Supplied data Start Marker

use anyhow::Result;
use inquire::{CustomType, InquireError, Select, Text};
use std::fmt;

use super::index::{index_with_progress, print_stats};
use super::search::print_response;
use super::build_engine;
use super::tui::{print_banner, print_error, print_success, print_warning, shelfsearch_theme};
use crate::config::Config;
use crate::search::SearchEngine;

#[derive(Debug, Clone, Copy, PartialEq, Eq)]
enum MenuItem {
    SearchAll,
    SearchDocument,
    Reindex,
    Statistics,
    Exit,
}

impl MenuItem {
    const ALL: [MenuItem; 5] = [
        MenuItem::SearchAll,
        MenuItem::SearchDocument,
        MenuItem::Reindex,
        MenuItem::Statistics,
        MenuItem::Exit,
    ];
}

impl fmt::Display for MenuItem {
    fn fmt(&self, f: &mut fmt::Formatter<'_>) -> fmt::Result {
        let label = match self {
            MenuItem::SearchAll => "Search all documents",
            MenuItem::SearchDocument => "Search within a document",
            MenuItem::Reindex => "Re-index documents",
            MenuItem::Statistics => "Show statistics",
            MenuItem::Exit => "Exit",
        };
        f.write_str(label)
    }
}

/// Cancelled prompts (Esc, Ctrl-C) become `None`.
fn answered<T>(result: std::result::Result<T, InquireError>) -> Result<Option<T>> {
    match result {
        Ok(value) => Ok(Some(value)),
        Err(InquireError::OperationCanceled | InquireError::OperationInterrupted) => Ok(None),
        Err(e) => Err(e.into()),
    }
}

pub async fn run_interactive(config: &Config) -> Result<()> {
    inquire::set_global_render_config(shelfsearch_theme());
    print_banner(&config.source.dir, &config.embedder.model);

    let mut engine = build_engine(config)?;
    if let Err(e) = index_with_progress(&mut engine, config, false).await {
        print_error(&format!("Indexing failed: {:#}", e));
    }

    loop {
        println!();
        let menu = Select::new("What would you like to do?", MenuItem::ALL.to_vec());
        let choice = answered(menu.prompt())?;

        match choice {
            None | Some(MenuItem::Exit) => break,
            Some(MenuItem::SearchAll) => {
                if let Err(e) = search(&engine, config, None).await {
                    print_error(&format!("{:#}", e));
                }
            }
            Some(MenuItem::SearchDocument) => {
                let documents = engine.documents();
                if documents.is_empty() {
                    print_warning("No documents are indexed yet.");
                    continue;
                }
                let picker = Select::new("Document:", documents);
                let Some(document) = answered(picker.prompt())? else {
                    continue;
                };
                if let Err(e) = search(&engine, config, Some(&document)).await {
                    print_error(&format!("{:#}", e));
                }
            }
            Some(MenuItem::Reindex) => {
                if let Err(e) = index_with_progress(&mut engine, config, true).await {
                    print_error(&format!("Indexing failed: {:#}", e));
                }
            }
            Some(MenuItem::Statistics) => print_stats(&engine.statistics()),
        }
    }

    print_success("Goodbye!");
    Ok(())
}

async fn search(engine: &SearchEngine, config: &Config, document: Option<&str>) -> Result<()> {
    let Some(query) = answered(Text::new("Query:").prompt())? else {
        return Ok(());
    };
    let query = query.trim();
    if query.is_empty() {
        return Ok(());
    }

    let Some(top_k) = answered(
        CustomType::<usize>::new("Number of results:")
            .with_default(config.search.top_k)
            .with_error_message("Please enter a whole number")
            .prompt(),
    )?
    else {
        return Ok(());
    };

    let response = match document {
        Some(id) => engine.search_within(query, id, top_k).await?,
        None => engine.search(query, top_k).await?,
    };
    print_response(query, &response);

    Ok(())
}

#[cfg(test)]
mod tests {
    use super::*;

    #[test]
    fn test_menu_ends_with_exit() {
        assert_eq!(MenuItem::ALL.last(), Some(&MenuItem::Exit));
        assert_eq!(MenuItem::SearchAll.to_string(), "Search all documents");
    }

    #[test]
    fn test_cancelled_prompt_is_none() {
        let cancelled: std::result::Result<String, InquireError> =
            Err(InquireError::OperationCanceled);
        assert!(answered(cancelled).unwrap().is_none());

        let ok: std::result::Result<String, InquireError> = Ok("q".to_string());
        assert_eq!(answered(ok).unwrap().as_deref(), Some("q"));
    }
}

Supplied data End Marker
Supplied data Start Marker

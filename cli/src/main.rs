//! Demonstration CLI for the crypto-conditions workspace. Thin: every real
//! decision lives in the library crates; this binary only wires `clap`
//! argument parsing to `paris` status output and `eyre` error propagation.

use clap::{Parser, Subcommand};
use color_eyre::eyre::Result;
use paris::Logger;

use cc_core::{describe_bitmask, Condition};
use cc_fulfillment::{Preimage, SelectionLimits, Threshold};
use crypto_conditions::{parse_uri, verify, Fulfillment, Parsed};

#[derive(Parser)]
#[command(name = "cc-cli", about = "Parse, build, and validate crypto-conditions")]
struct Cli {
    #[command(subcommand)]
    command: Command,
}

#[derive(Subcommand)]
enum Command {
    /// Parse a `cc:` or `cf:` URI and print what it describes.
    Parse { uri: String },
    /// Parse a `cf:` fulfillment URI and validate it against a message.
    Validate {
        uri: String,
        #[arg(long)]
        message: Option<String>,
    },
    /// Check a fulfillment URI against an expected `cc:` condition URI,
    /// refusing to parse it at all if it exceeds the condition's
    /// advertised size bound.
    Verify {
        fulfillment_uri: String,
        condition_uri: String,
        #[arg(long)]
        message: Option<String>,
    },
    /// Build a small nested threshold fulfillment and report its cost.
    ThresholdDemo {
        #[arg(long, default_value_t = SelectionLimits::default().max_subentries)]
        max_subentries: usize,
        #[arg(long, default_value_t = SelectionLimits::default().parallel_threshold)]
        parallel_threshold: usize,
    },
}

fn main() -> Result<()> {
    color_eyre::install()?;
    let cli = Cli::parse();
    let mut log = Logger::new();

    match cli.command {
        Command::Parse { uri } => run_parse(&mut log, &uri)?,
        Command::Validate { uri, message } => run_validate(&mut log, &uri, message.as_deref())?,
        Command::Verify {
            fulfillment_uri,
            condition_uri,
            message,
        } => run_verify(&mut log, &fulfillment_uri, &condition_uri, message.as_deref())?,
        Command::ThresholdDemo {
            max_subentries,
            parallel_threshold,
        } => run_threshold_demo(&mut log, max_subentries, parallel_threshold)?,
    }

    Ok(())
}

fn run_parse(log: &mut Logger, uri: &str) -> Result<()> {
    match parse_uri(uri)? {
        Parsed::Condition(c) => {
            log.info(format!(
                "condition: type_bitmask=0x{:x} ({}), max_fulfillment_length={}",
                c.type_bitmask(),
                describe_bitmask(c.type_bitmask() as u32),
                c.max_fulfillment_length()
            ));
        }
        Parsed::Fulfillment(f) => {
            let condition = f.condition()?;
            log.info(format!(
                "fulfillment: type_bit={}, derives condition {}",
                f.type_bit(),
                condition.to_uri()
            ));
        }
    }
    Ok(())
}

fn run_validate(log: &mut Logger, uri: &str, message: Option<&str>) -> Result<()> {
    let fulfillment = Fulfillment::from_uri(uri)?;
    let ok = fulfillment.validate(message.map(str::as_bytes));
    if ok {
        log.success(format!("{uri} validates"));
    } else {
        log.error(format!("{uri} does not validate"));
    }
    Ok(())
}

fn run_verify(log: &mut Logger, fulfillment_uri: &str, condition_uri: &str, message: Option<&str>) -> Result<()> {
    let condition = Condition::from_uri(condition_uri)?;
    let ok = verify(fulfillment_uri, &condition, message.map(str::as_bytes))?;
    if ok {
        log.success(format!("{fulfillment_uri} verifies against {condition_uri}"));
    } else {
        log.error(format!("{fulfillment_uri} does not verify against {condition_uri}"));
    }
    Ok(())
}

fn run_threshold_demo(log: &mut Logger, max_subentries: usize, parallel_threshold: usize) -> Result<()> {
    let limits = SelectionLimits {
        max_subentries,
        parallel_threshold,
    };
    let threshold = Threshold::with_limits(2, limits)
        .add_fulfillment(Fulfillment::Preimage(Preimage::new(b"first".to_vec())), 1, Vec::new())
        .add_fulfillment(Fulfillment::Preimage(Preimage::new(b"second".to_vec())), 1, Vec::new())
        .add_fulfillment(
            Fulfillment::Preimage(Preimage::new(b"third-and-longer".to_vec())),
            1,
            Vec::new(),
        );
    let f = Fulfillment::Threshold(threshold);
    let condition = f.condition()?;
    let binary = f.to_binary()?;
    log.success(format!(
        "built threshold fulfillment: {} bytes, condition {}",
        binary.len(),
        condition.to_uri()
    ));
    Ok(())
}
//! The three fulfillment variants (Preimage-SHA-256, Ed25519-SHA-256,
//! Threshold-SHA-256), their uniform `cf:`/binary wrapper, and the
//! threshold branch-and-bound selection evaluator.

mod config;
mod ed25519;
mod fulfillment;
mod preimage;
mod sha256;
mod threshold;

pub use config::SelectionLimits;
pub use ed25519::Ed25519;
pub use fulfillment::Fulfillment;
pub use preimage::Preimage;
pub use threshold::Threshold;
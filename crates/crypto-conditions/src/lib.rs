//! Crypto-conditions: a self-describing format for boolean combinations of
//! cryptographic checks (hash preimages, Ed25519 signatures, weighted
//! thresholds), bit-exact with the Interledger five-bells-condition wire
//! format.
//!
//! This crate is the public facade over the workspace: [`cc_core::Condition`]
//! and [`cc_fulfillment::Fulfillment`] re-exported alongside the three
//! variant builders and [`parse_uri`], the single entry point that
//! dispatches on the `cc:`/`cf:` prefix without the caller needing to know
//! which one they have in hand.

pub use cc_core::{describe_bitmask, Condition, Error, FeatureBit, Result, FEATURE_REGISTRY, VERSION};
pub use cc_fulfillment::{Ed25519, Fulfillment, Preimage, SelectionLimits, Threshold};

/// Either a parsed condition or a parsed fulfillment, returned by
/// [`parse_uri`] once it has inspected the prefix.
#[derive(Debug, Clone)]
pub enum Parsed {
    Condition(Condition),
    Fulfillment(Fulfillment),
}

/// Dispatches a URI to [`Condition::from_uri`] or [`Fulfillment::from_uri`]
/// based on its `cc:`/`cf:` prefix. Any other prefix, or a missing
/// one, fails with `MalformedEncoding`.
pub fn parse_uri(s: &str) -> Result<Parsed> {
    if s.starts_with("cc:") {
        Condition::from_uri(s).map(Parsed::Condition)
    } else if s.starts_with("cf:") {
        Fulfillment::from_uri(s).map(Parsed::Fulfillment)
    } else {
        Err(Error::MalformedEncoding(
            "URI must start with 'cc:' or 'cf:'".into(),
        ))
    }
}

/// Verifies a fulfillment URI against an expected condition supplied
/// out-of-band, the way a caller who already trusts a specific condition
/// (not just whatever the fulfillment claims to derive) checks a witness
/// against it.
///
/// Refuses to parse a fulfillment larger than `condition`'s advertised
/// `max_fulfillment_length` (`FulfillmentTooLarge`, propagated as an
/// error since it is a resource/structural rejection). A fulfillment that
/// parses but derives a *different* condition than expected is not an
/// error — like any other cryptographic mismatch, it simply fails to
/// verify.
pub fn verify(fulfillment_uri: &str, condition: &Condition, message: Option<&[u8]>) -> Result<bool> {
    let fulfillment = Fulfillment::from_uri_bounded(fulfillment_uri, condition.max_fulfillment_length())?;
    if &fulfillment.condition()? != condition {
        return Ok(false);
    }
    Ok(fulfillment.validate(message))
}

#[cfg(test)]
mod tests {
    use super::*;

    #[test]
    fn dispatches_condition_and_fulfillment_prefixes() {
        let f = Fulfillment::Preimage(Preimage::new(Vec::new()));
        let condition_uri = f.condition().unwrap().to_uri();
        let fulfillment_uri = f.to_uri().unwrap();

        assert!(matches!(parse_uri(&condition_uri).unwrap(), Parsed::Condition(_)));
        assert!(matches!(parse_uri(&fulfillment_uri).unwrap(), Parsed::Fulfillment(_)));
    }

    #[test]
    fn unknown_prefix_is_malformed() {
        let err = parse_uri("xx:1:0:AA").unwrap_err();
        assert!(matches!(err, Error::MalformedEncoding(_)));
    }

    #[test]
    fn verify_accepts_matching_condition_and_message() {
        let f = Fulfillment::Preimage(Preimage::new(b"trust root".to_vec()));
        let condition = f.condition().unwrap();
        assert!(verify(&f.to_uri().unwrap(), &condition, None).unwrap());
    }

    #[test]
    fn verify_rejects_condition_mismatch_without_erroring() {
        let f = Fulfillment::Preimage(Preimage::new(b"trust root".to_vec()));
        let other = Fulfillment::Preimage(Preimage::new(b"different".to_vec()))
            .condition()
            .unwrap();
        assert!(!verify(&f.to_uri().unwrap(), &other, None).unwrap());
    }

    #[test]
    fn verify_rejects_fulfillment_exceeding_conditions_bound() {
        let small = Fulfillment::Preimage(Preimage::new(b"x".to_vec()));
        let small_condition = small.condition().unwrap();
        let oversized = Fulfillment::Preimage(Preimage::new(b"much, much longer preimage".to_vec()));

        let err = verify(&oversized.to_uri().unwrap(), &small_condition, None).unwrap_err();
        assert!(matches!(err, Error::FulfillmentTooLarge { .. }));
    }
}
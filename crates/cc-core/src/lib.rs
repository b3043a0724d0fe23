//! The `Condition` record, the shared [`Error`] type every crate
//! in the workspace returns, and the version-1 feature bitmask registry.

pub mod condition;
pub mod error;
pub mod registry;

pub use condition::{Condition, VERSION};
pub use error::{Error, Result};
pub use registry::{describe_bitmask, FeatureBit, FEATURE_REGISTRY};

Supplied data End Marker
Supplied data Start Marker

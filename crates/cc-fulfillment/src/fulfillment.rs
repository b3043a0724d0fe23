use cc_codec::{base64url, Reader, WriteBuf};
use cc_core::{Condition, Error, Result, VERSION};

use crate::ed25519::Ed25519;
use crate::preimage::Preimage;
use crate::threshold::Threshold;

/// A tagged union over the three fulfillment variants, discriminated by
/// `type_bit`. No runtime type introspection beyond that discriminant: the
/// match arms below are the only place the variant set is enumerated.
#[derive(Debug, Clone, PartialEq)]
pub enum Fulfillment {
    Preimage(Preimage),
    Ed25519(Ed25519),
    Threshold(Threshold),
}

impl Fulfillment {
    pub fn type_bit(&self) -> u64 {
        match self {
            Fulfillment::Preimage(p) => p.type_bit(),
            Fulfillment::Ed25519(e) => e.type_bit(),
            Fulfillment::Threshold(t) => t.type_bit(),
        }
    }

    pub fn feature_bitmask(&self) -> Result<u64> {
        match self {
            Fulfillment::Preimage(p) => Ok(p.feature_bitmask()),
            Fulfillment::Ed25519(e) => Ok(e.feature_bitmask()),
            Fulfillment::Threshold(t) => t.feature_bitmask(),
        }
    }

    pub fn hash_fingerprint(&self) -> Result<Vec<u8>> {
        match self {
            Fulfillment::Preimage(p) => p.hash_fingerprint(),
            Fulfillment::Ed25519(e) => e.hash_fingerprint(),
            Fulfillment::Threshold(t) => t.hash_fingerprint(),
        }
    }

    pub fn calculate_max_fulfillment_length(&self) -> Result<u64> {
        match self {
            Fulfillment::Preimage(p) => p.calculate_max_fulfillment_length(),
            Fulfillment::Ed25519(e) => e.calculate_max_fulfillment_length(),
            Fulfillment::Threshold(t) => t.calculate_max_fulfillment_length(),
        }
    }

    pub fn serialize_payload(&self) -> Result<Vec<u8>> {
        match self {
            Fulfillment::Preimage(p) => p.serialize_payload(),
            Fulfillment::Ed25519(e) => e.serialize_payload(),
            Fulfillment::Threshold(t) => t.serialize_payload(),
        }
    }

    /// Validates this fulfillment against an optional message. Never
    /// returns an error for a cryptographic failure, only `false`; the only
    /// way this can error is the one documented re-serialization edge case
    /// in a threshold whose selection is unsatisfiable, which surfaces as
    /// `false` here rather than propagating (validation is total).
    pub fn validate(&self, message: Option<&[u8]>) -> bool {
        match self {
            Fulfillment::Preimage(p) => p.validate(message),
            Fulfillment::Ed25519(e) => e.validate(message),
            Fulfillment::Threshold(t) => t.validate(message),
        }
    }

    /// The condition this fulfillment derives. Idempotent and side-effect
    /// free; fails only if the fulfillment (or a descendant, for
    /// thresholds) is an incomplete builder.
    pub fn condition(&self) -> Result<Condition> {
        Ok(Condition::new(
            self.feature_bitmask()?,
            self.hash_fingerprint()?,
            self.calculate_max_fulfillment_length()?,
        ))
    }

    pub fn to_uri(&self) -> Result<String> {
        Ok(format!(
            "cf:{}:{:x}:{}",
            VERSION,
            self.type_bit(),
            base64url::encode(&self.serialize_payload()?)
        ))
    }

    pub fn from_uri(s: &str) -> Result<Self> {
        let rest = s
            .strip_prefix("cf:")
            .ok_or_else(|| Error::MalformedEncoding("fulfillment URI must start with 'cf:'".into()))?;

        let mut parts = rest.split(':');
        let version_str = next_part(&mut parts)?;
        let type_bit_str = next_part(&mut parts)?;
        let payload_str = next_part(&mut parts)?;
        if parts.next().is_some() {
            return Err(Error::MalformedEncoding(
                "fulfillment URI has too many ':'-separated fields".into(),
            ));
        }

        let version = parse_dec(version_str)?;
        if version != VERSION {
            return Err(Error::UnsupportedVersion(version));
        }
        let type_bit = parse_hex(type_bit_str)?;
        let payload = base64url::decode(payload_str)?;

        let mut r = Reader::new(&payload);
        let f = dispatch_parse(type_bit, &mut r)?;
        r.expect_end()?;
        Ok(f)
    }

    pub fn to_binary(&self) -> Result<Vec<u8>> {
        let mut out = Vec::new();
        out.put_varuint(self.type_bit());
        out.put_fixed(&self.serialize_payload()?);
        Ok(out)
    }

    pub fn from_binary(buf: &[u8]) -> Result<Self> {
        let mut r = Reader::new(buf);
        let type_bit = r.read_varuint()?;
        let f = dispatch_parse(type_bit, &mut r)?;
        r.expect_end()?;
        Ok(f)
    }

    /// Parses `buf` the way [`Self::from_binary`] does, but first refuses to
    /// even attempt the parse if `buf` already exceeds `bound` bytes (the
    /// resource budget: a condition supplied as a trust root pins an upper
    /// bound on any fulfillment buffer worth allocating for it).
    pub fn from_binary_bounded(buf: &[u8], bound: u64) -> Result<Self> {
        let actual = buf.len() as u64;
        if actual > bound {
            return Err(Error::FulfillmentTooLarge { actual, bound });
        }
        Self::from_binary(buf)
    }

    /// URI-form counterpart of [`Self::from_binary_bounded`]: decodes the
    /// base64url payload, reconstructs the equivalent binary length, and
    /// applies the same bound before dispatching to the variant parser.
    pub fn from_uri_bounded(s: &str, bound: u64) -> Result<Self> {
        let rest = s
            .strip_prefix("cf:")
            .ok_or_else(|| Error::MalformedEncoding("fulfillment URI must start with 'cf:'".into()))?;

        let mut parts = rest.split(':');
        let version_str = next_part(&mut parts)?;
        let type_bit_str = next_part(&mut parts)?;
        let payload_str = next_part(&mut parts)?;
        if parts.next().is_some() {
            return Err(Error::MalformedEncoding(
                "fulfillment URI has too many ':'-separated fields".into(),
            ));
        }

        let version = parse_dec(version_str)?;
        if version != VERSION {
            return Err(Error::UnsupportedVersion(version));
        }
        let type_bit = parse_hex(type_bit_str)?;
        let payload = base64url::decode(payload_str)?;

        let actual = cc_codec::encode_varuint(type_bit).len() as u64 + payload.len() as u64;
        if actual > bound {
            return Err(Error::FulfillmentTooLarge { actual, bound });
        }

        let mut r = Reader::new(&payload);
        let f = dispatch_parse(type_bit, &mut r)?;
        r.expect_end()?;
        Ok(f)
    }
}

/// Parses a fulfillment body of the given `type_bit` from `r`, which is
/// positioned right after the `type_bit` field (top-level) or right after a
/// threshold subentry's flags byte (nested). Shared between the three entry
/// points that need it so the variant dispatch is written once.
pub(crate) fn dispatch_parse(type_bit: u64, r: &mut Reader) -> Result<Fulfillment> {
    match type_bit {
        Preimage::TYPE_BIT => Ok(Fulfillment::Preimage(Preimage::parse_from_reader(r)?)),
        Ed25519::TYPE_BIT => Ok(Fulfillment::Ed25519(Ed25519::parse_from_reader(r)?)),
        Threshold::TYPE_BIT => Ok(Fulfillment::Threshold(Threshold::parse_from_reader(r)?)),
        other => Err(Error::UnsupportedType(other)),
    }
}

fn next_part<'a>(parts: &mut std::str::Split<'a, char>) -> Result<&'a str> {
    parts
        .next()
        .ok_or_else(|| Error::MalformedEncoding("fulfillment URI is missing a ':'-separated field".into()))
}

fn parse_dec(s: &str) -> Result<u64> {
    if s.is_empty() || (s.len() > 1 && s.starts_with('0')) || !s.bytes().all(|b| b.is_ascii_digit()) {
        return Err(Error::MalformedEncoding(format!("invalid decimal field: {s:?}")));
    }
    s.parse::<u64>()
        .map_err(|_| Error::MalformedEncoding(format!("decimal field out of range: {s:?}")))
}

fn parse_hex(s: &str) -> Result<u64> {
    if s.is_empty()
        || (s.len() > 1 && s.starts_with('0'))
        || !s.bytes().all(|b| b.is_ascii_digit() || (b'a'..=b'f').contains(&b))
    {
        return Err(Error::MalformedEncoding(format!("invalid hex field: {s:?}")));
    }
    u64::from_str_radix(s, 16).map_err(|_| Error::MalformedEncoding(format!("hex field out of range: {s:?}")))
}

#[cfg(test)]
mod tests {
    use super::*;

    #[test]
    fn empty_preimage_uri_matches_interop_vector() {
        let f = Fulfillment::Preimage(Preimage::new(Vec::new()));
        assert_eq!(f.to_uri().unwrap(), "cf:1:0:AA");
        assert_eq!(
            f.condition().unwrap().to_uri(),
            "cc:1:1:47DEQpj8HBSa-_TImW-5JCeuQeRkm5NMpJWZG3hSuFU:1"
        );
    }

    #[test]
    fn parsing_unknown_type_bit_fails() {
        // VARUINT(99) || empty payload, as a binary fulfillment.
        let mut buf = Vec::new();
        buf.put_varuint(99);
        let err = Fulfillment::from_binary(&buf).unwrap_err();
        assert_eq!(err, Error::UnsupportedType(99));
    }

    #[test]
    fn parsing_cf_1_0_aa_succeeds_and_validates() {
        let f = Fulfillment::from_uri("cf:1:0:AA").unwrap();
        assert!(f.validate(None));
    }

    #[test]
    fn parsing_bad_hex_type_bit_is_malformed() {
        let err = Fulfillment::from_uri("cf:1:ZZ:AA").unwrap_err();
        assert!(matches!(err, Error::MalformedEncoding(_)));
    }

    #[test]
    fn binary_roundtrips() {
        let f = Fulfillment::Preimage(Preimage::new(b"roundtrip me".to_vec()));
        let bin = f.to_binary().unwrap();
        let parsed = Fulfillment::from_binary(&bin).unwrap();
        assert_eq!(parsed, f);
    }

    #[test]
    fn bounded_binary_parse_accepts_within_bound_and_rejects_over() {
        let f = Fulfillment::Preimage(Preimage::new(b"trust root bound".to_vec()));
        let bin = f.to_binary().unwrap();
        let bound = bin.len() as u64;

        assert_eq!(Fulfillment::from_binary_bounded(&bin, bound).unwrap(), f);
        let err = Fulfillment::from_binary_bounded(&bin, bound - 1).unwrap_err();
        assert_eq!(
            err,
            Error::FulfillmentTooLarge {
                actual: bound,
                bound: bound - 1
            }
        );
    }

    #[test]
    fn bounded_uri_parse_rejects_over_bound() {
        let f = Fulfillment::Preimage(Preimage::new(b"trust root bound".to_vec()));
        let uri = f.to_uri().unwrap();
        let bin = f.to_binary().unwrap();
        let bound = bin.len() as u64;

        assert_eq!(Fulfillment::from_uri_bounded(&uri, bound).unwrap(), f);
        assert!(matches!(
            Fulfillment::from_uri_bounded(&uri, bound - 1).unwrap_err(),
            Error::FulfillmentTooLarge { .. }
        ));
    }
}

Supplied data End Marker

• **What is expected**:
All that is wanted is an exact copy of the lines above from the one with "if let Err(e) = search(&engine, config, Some(&document)).await" through the one with "assert_eq!(MenuItem::ALL.last(), Some(&MenuItem::Exit));", with both ends included.

• **Your response**:
                if let Err(e) = search(&engine, config, Some(&document)).await {
                    print_error(&format!("{:#}", e));
                }
            }
            Some(MenuItem::Reindex) => {
                if let Err(e) = index_with_progress(&mut engine, config, true).await {
                    print_error(&format!("Indexing failed: {:#}", e));
                }
            }
            Some(MenuItem::Statistics) => print_stats(&engine.statistics()),
        }
    }

    print_success("Goodbye!");
    Ok(())
}

async fn search(engine: &SearchEngine, config: &Config, document: Option<&str>) -> Result<()> {
    let Some(query) = answered(Text::new("Query:").prompt())? else {
        return Ok(());
    };
    let query = query.trim();
    if query.is_empty() {
        return Ok(());
    }

    let Some(top_k) = answered(
        CustomType::<usize>::new("Number of results:")
            .with_default(config.search.top_k)
            .with_error_message("Please enter a whole number")
            .prompt(),
    )?
    else {
        return Ok(());
    };

    let response = match document {
        Some(id) => engine.search_within(query, id, top_k).await?,
        None => engine.search(query, top_k).await?,
    };
    print_response(query, &response);

    Ok(())
}

#[cfg(test)]
mod tests {
    use super::*;

    #[test]
    fn test_menu_ends_with_exit() {
        assert_eq!(MenuItem::ALL.last(), Some(&MenuItem::Exit));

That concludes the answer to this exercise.